HAGERTY: Right, you do, I do, everyone has brain abnormality – because, you know, the normal brain is the average of everyone. And so what are we going to do, slice and dice, everyone gets a brain scan when they are, you know, accused of some crime, and you’re able to say, well, because of this abnormality or that one, I should get a lesser sentence – maybe not off the hook, but a lesser sentence.

And I think a lot of people have a lot of trouble with that. The other thing that they worry about is also that this kind of these brain images, if presented to juries, can be very misleading.

You know, someone can look at that and go, oh, look at the pretty blue there, and oh, it’s, you know, yellow there, and his brain really is different from a normal brain. And they could say, well, that just means that he can’t be he isn’t culpable.

CONAN: Well, it seems to me that defense attorneys ought to be careful about what they ask for because this is a two-sided weapon, no?

HAGERTY: You’re absolutely right. In fact, in one of the cases I looked at, the public defenders were very upset that FMRI, brain-scan evidence, was used. And the reason they were so upset is people, jurors could just as easily say, you know, that’s a brain abnormality. That is not going to change. This guy is a danger to society. We’re going to give him the ultimate penalty, whether it’s life in prison or the death penalty. So it could really backfire.

Unlike CSI where there is never debate over what scientific data ultimately means in terms of guilt and justice, the real world of neurolaw illustrates the variety of interpretations, and ultimate punishments, jurors might assign to said data. The conservative narrative of CSI and other forensic and true crime programs assumes that jurors are more prone to leniency, to receive and interpret witness testimony through a sociological lens, leaving room for “crafty” lawyers to exploit emotion and free dangerous felons or, at the very least, find ways to mitigate culpability. I thought it was interested that in Hagerty’s latter example, the opposite proved true.
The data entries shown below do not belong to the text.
//! Bounded retry with exponential backoff for transient failures.

use rosetta_error::Result;
use std::future::Future;
use std::time::Duration;

/// How many times, and how patiently, to retry a transient failure.
#[derive(Debug, Clone, Copy, PartialEq, Eq)]
pub struct RetryPolicy {
    /// Total attempts, including the first one. Zero is treated as one.
    pub max_attempts: u32,
    pub initial_backoff: Duration,
    pub max_backoff: Duration,
}

impl Default for RetryPolicy {
    fn default() -> Self {
        Self {
            max_attempts: 3,
            initial_backoff: Duration::from_millis(500),
            max_backoff: Duration::from_secs(8),
        }
    }
}

impl RetryPolicy {
    /// A policy that never retries
    pub fn none() -> Self {
        Self {
            max_attempts: 1,
            ..Self::default()
        }
    }

    /// Backoff before attempt `attempt + 1`, where `attempt` starts at 1.
    pub fn backoff(&self, attempt: u32) -> Duration {
        let factor = 2u32.saturating_pow(attempt.saturating_sub(1));
        self.initial_backoff
            .saturating_mul(factor)
            .min(self.max_backoff)
    }

    /// Run `op` until it succeeds, fails permanently, or attempts run out.
    ///
    /// Errors that are still retryable after the last attempt are marked
    /// persistent so callers can tell "gave up" from "never retryable".
    pub async fn run<T, F, Fut>(&self, operation: &'static str, mut op: F) -> Result<T>
    where
        F: FnMut(u32) -> Fut,
        Fut: Future<Output = Result<T>>,
    {
        let max_attempts = self.max_attempts.max(1);
        let mut attempt = 1;

        loop {
            match op(attempt).await {
                Ok(value) => return Ok(value),
                Err(err) if err.is_retryable() && attempt < max_attempts => {
                    let backoff = self.backoff(attempt);
                    tracing::warn!(
                        operation,
                        attempt,
                        max_attempts,
                        backoff_ms = backoff.as_millis() as u64,
                        error = %err,
                        "transient failure, retrying"
                    );
                    tokio::time::sleep(backoff).await;
                    attempt += 1;
                }
                Err(err) if err.is_retryable() => {
                    return Err(err
                        .persist()
                        .with_context("attempts", attempt.to_string()));
                }
                Err(err) => return Err(err),
            }
        }
    }
}
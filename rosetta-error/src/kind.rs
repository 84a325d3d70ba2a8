//! Error kinds for rosetta operations

use std::fmt;

/// The kind of error that occurred.
///
/// Kinds are grouped the way the pipeline treats them: terminal step
/// failures bail the whole run, schema failures are terminal but logged
/// apart from them, infrastructure faults are retried, and leaf
/// verification failures only reduce coverage of a pass.
#[derive(Debug, Clone, Copy, PartialEq, Eq, Hash)]
#[non_exhaustive]
pub enum ErrorKind {
    // =========================================================================
    // General errors
    // =========================================================================
    /// An unexpected error occurred - catch-all for unhandled cases
    Unexpected,

    /// Invalid configuration or parameters
    ConfigInvalid,

    /// Invalid argument passed to function
    InvalidArgument,

    // =========================================================================
    // Terminal step failures
    // =========================================================================
    /// No usable dataset and questions could be identified in the input
    ExtractionFailed,

    /// The initial rule hypothesis could not be produced
    HypothesisFailed,

    /// The rule improver could not produce a revised rule set
    ImprovementFailed,

    /// Questions could not be resolved with the final rules
    AnswerFailed,

    /// Model output did not satisfy the expected structure
    SchemaInvalid,

    // =========================================================================
    // Verification
    // =========================================================================
    /// A single rule or sentence test could not be completed
    VerificationFailed,

    /// The run was aborted by the caller
    Cancelled,

    // =========================================================================
    // Inference/LLM errors
    // =========================================================================
    /// LLM inference failed
    InferenceFailed,

    /// The model returned no content
    EmptyResponse,

    /// A model call exceeded its deadline
    Timeout,

    /// Provider not available
    ProviderUnavailable,

    /// Rate limit exceeded
    RateLimited,

    /// Credentials were rejected
    AuthenticationFailed,

    // =========================================================================
    // IO errors
    // =========================================================================
    /// File not found
    FileNotFound,

    /// Permission denied
    PermissionDenied,

    /// IO operation failed
    IoFailed,

    /// Network error
    NetworkFailed,

    // =========================================================================
    // Parse errors
    // =========================================================================
    /// Failed to parse input
    ParseFailed,

    /// Serialization/deserialization failed
    SerializationFailed,
}

impl ErrorKind {
    /// Returns the error kind as a static string
    pub fn as_str(&self) -> &'static str {
        match self {
            // General
            ErrorKind::Unexpected => "Unexpected",
            ErrorKind::ConfigInvalid => "ConfigInvalid",
            ErrorKind::InvalidArgument => "InvalidArgument",

            // Steps
            ErrorKind::ExtractionFailed => "ExtractionFailed",
            ErrorKind::HypothesisFailed => "HypothesisFailed",
            ErrorKind::ImprovementFailed => "ImprovementFailed",
            ErrorKind::AnswerFailed => "AnswerFailed",
            ErrorKind::SchemaInvalid => "SchemaInvalid",

            // Verification
            ErrorKind::VerificationFailed => "VerificationFailed",
            ErrorKind::Cancelled => "Cancelled",

            // Inference
            ErrorKind::InferenceFailed => "InferenceFailed",
            ErrorKind::EmptyResponse => "EmptyResponse",
            ErrorKind::Timeout => "Timeout",
            ErrorKind::ProviderUnavailable => "ProviderUnavailable",
            ErrorKind::RateLimited => "RateLimited",
            ErrorKind::AuthenticationFailed => "AuthenticationFailed",

            // IO
            ErrorKind::FileNotFound => "FileNotFound",
            ErrorKind::PermissionDenied => "PermissionDenied",
            ErrorKind::IoFailed => "IoFailed",
            ErrorKind::NetworkFailed => "NetworkFailed",

            // Parse
            ErrorKind::ParseFailed => "ParseFailed",
            ErrorKind::SerializationFailed => "SerializationFailed",
        }
    }

    /// Check if this error kind is retryable by default
    pub fn is_retryable(&self) -> bool {
        matches!(
            self,
            ErrorKind::InferenceFailed
                | ErrorKind::EmptyResponse
                | ErrorKind::Timeout
                | ErrorKind::NetworkFailed
                | ErrorKind::RateLimited
                | ErrorKind::ProviderUnavailable
        )
    }

    /// Terminal failure of one of the bail-on-failure pipeline steps
    pub fn is_step_failure(&self) -> bool {
        matches!(
            self,
            ErrorKind::ExtractionFailed
                | ErrorKind::HypothesisFailed
                | ErrorKind::ImprovementFailed
                | ErrorKind::AnswerFailed
        )
    }
}

impl fmt::Display for ErrorKind {
    fn fmt(&self, f: &mut fmt::Formatter<'_>) -> fmt::Result {
        write!(f, "{}", self.as_str())
    }
}
//! Verification: leaf rule and sentence testers, the fan-out
//! orchestrator, and the deterministic aggregation of their verdicts.

mod aggregate;
mod orchestrator;
mod rule;
mod sentence;

pub use aggregate::{aggregate, AggregationPolicy, PassResults, RuleCheck, SentenceCheck};
pub use orchestrator::{verify, VerifyOptions};
pub use rule::test_rule;
pub use sentence::test_sentence;

use crate::problem::StructuredProblem;
use serde::Serialize;

/// Which way a sentence is translated
#[derive(Debug, Clone, Copy, PartialEq, Eq, Serialize)]
#[serde(rename_all = "lowercase")]
pub enum Direction {
    Forward,
    Reverse,
    Question,
}

impl Direction {
    pub fn describe(&self, kind: &str) -> String {
        match self {
            Direction::Forward => format!("dataset sentence, {}", kind),
            Direction::Reverse => format!("dataset sentence reversed, {}", kind),
            Direction::Question => format!("question, {}", kind),
        }
    }
}

/// One sentence-verifier job. `content` is the only text of the item the
/// verifier gets to see.
#[derive(Debug, Clone, PartialEq, Eq, Serialize)]
pub struct SentenceTask {
    /// Verdict key, e.g. "3" or "3:reverse"
    pub id: String,
    /// Dataset item or question the task came from
    pub source_id: String,
    pub content: String,
    pub direction: Direction,
    pub kind: String,
}

/// Every sentence test one pass dispatches: each dataset item forward
/// (plus reversed when `bidirectional`), then each question.
pub fn plan_sentence_tasks(problem: &StructuredProblem, bidirectional: bool) -> Vec<SentenceTask> {
    let mut tasks = Vec::with_capacity(problem.dataset.len() * 2 + problem.questions.len());

    for item in &problem.dataset {
        let Some((from, source)) = item.source() else {
            tracing::warn!(item = %item.id, "dataset item has no text to translate");
            continue;
        };
        let target = item.target();
        let to = target.map(|(name, _)| name).unwrap_or("translation");

        tasks.push(SentenceTask {
            id: item.id.clone(),
            source_id: item.id.clone(),
            content: source.to_string(),
            direction: Direction::Forward,
            kind: format!("{} to {}", from, to),
        });

        if bidirectional {
            if let Some((to, text)) = target {
                tasks.push(SentenceTask {
                    id: format!("{}:reverse", item.id),
                    source_id: item.id.clone(),
                    content: text.to_string(),
                    direction: Direction::Reverse,
                    kind: format!("{} to {}", to, from),
                });
            }
        }
    }

    for question in &problem.questions {
        tasks.push(SentenceTask {
            id: question.id.clone(),
            source_id: question.id.clone(),
            content: question.input.clone(),
            direction: Direction::Question,
            kind: question.kind.clone(),
        });
    }

    tasks
}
Hagerty just completed a three-part series on neuroscience and criminality for NPR’s Morning Edition. Part 1 follows Dr. Jim Fallon as he investigates his family’s violent past and wonders how he escaped criminal tendencies. Part 2 explores the work of Dr. Kent Kiehl as he travels around New Mexico prisons with a mobile MRI unit studying psychopathy via brain imaging . Part 3 explores the developments in predicting (or not) an individual’s predilection for criminal violence now using DNA analysis.